If she is not an anti-vaxxer, in what sense does she support vaccination? The least confining position would be to accept the concept of vaccination but reject existing implementations. This would allow her to claim not to be an anti-vaxxer (distinctly different from being pro-vaccination) while still giving a wink and a nod to the anti-vaxxers. Is that what she’s doing? Why are we even having to parse this?
If she thinks parents should vaccinate their children, then say so. If she thinks vaccines are too big a risk, say that. If she thinks homeopathy is so much gibberish, then say so. If she thinks it’s a valid twenty-first century approach to medicine, say that. Say something, say anything, that we can hang our hats on. As it is, the only people not confused by her insinuations and undertone are the anti-vaxxers. They know exactly what she is saying.

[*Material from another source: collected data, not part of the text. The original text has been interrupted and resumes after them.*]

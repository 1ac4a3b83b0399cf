// rest/routes/campaigns.rs — campaigns, creatives, and the content calendar.

use axum::{
    extract::{Path, Query, State},
    http::StatusCode,
    Extension, Json,
};
use chrono::Utc;
use serde::Deserialize;
use serde_json::{json, Value};

use super::{bad_request, internal_error, not_found, ApiError};
use crate::ai::GatewayError;
use crate::content::{self, PostDraft};
use crate::storage::TenantRow;
use crate::AppContext;

pub const CAMPAIGN_STATUSES: &[&str] = &["draft", "active", "archived"];
pub const CREATIVE_STATUSES: &[&str] = &["draft", "approved", "discarded"];

#[derive(Deserialize)]
pub struct CreateCampaignRequest {
    pub name: String,
    pub brief: Option<String>,
    pub platforms: Option<Vec<String>>,
}

pub async fn create_campaign(
    State(ctx): State<AppContext>,
    Extension(tenant): Extension<TenantRow>,
    Json(body): Json<CreateCampaignRequest>,
) -> Result<(StatusCode, Json<Value>), ApiError> {
    if body.name.trim().is_empty() {
        return Err(bad_request("name is required"));
    }
    let platforms = body.platforms.unwrap_or_default();
    for p in &platforms {
        if !content::is_valid_platform(p) {
            return Err(bad_request(format!("unknown platform '{p}'")));
        }
    }
    let platforms_json = serde_json::to_string(&platforms)
        .map_err(|e| internal_error(anyhow::anyhow!("platform serialization: {e}")))?;

    let campaign = ctx
        .storage
        .create_campaign(
            &tenant.id,
            body.name.trim(),
            body.brief.as_deref().unwrap_or("").trim(),
            &platforms_json,
        )
        .await
        .map_err(internal_error)?;
    Ok((StatusCode::CREATED, Json(json!({ "campaign": campaign }))))
}

pub async fn list_campaigns(
    State(ctx): State<AppContext>,
    Extension(tenant): Extension<TenantRow>,
) -> Result<Json<Value>, ApiError> {
    let campaigns = ctx
        .storage
        .list_campaigns(&tenant.id, 100)
        .await
        .map_err(internal_error)?;
    Ok(Json(json!({ "campaigns": campaigns })))
}

pub async fn get_campaign(
    State(ctx): State<AppContext>,
    Extension(tenant): Extension<TenantRow>,
    Path(id): Path<String>,
) -> Result<Json<Value>, ApiError> {
    match ctx
        .storage
        .get_campaign(&tenant.id, &id)
        .await
        .map_err(internal_error)?
    {
        Some(campaign) => Ok(Json(json!({ "campaign": campaign }))),
        None => Err(not_found("Campaign")),
    }
}

#[derive(Deserialize)]
pub struct UpdateCampaignRequest {
    pub status: String,
}

pub async fn update_campaign(
    State(ctx): State<AppContext>,
    Extension(tenant): Extension<TenantRow>,
    Path(id): Path<String>,
    Json(body): Json<UpdateCampaignRequest>,
) -> Result<Json<Value>, ApiError> {
    if !CAMPAIGN_STATUSES.contains(&body.status.as_str()) {
        return Err(bad_request(format!("unknown status '{}'", body.status)));
    }
    let updated = ctx
        .storage
        .set_campaign_status(&tenant.id, &id, &body.status)
        .await
        .map_err(internal_error)?;
    if !updated {
        return Err(not_found("Campaign"));
    }
    let campaign = ctx
        .storage
        .get_campaign(&tenant.id, &id)
        .await
        .map_err(internal_error)?
        .ok_or_else(|| not_found("Campaign"))?;
    Ok(Json(json!({ "campaign": campaign })))
}

#[derive(Deserialize)]
pub struct GenerateRequest {
    #[serde(default)]
    pub include_image: bool,
}

/// POST /api/v1/campaigns/{id}/generate — draft captions (and optionally a
/// hero image) from the brief.
pub async fn generate(
    State(ctx): State<AppContext>,
    Extension(tenant): Extension<TenantRow>,
    Path(id): Path<String>,
    Json(body): Json<GenerateRequest>,
) -> Result<Json<Value>, ApiError> {
    super::chat::check_daily_limit(&ctx, &tenant).await?;

    let Some(campaign) = ctx
        .storage
        .get_campaign(&tenant.id, &id)
        .await
        .map_err(internal_error)?
    else {
        return Err(not_found("Campaign"));
    };

    let creatives = content::generate_creatives(&ctx, &tenant, &campaign, body.include_image)
        .await
        .map_err(|e| match e.downcast_ref::<GatewayError>() {
            Some(_) => (
                StatusCode::BAD_GATEWAY,
                Json(json!({ "error": format!("AI gateway error: {e}") })),
            ),
            None => internal_error(e),
        })?;
    Ok(Json(json!({ "creatives": creatives })))
}

pub async fn list_creatives(
    State(ctx): State<AppContext>,
    Extension(tenant): Extension<TenantRow>,
    Path(id): Path<String>,
) -> Result<Json<Value>, ApiError> {
    if ctx
        .storage
        .get_campaign(&tenant.id, &id)
        .await
        .map_err(internal_error)?
        .is_none()
    {
        return Err(not_found("Campaign"));
    }
    let creatives = ctx
        .storage
        .list_creatives(&tenant.id, &id)
        .await
        .map_err(internal_error)?;
    Ok(Json(json!({ "creatives": creatives })))
}

#[derive(Deserialize)]
pub struct UpdateCreativeRequest {
    pub status: String,
}

pub async fn update_creative(
    State(ctx): State<AppContext>,
    Extension(tenant): Extension<TenantRow>,
    Path(id): Path<String>,
    Json(body): Json<UpdateCreativeRequest>,
) -> Result<Json<Value>, ApiError> {
    if !CREATIVE_STATUSES.contains(&body.status.as_str()) {
        return Err(bad_request(format!("unknown status '{}'", body.status)));
    }
    let updated = ctx
        .storage
        .set_creative_status(&tenant.id, &id, &body.status)
        .await
        .map_err(internal_error)?;
    if !updated {
        return Err(not_found("Creative"));
    }
    Ok(Json(json!({ "status": body.status })))
}

#[derive(Deserialize)]
pub struct CreatePostRequest {
    pub campaign_id: Option<String>,
    pub platform: String,
    pub caption: String,
    pub image_url: Option<String>,
    pub scheduled_at: String,
}

/// POST /api/v1/posts — schedule a post. Validation errors block with 400;
/// warnings ride along in the success response.
pub async fn create_post(
    State(ctx): State<AppContext>,
    Extension(tenant): Extension<TenantRow>,
    Json(body): Json<CreatePostRequest>,
) -> Result<(StatusCode, Json<Value>), ApiError> {
    if let Some(ref campaign_id) = body.campaign_id {
        if ctx
            .storage
            .get_campaign(&tenant.id, campaign_id)
            .await
            .map_err(internal_error)?
            .is_none()
        {
            return Err(bad_request("unknown campaign_id"));
        }
    }

    let draft = PostDraft {
        platform: &body.platform,
        caption: &body.caption,
        image_url: body.image_url.as_deref(),
        scheduled_at: Some(&body.scheduled_at),
    };
    let validation = content::validate_post(&draft, Utc::now());
    if !validation.is_schedulable() {
        return Err((
            StatusCode::BAD_REQUEST,
            Json(json!({
                "error": "post failed validation",
                "errors": validation.errors,
                "warnings": validation.warnings,
            })),
        ));
    }

    let post = ctx
        .storage
        .create_post(
            &tenant.id,
            body.campaign_id.as_deref(),
            &body.platform,
            body.caption.trim(),
            body.image_url.as_deref(),
            &body.scheduled_at,
            "scheduled",
        )
        .await
        .map_err(internal_error)?;
    Ok((
        StatusCode::CREATED,
        Json(json!({ "post": post, "warnings": validation.warnings })),
    ))
}

#[derive(Deserialize)]
pub struct ListPostsQuery {
    pub from: Option<String>,
    pub to: Option<String>,
    pub status: Option<String>,
}

/// GET /api/v1/posts?from&to&status — the calendar query.
pub async fn list_posts(
    State(ctx): State<AppContext>,
    Extension(tenant): Extension<TenantRow>,
    Query(q): Query<ListPostsQuery>,
) -> Result<Json<Value>, ApiError> {
    let posts = ctx
        .storage
        .list_posts(
            &tenant.id,
            q.from.as_deref(),
            q.to.as_deref(),
            q.status.as_deref(),
        )
        .await
        .map_err(internal_error)?;
    Ok(Json(json!({ "posts": posts })))
}

pub async fn get_post(
    State(ctx): State<AppContext>,
    Extension(tenant): Extension<TenantRow>,
    Path(id): Path<String>,
) -> Result<Json<Value>, ApiError> {
    match ctx
        .storage
        .get_post(&tenant.id, &id)
        .await
        .map_err(internal_error)?
    {
        Some(post) => Ok(Json(json!({ "post": post }))),
        None => Err(not_found("Post")),
    }
}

There are more problems. Her platform wants “a moratorium on GMOs and pesticides until they are proven safe.” In a compilation of the problems Stein has with science, Bo Gardiner points also to a 2013 speech in which she “calls for the imprisonment of GMO producers using debunked claims about environmental and health effects, and the supposed suicides of hundreds of thousands of Indian farmers.”
Forget the equivocations. This is an unambiguous embrace of anti-science claptrap and conspiratorial delusion. Is it dearly held belief? Is it pandering for votes? Does it matter which?
Look, I don’t care if you hate Hillary. I don’t care what your conscience tells you. But this imbecility is unacceptable. Vote for Jill Stein to protest Hillary, and you endorse anti-science gibberish. One of our two major parties also has succumbed to anti-science lunacy, driven by greed and by pandering for religious votes in their case. Their policies show the danger in that.
Unreason, today, has more opportunity to metastasize than ever before. I often use The Flat Earth Society in jokes, but it is a real thing. It has a web page. Is it a surprise, then, that anti-vaxxers are organized on-line and have networks for propagating the faith and reaching out to other anti-groups? They have reached into otherwise credible media perhaps by false equivalence to previous coverage. Science denial is not an academic issue. It is real, and it is dangerous.
Anti-vaxxers are dangerous. If Jill Stein is one of them, even if just for convenience, then so is she. Will that purity of conscience that prevents you from voting for Hillary allow you to vote for an anti-science candidate and party? If you’re looking for a protest candidate for which to vote, you need to keep looking.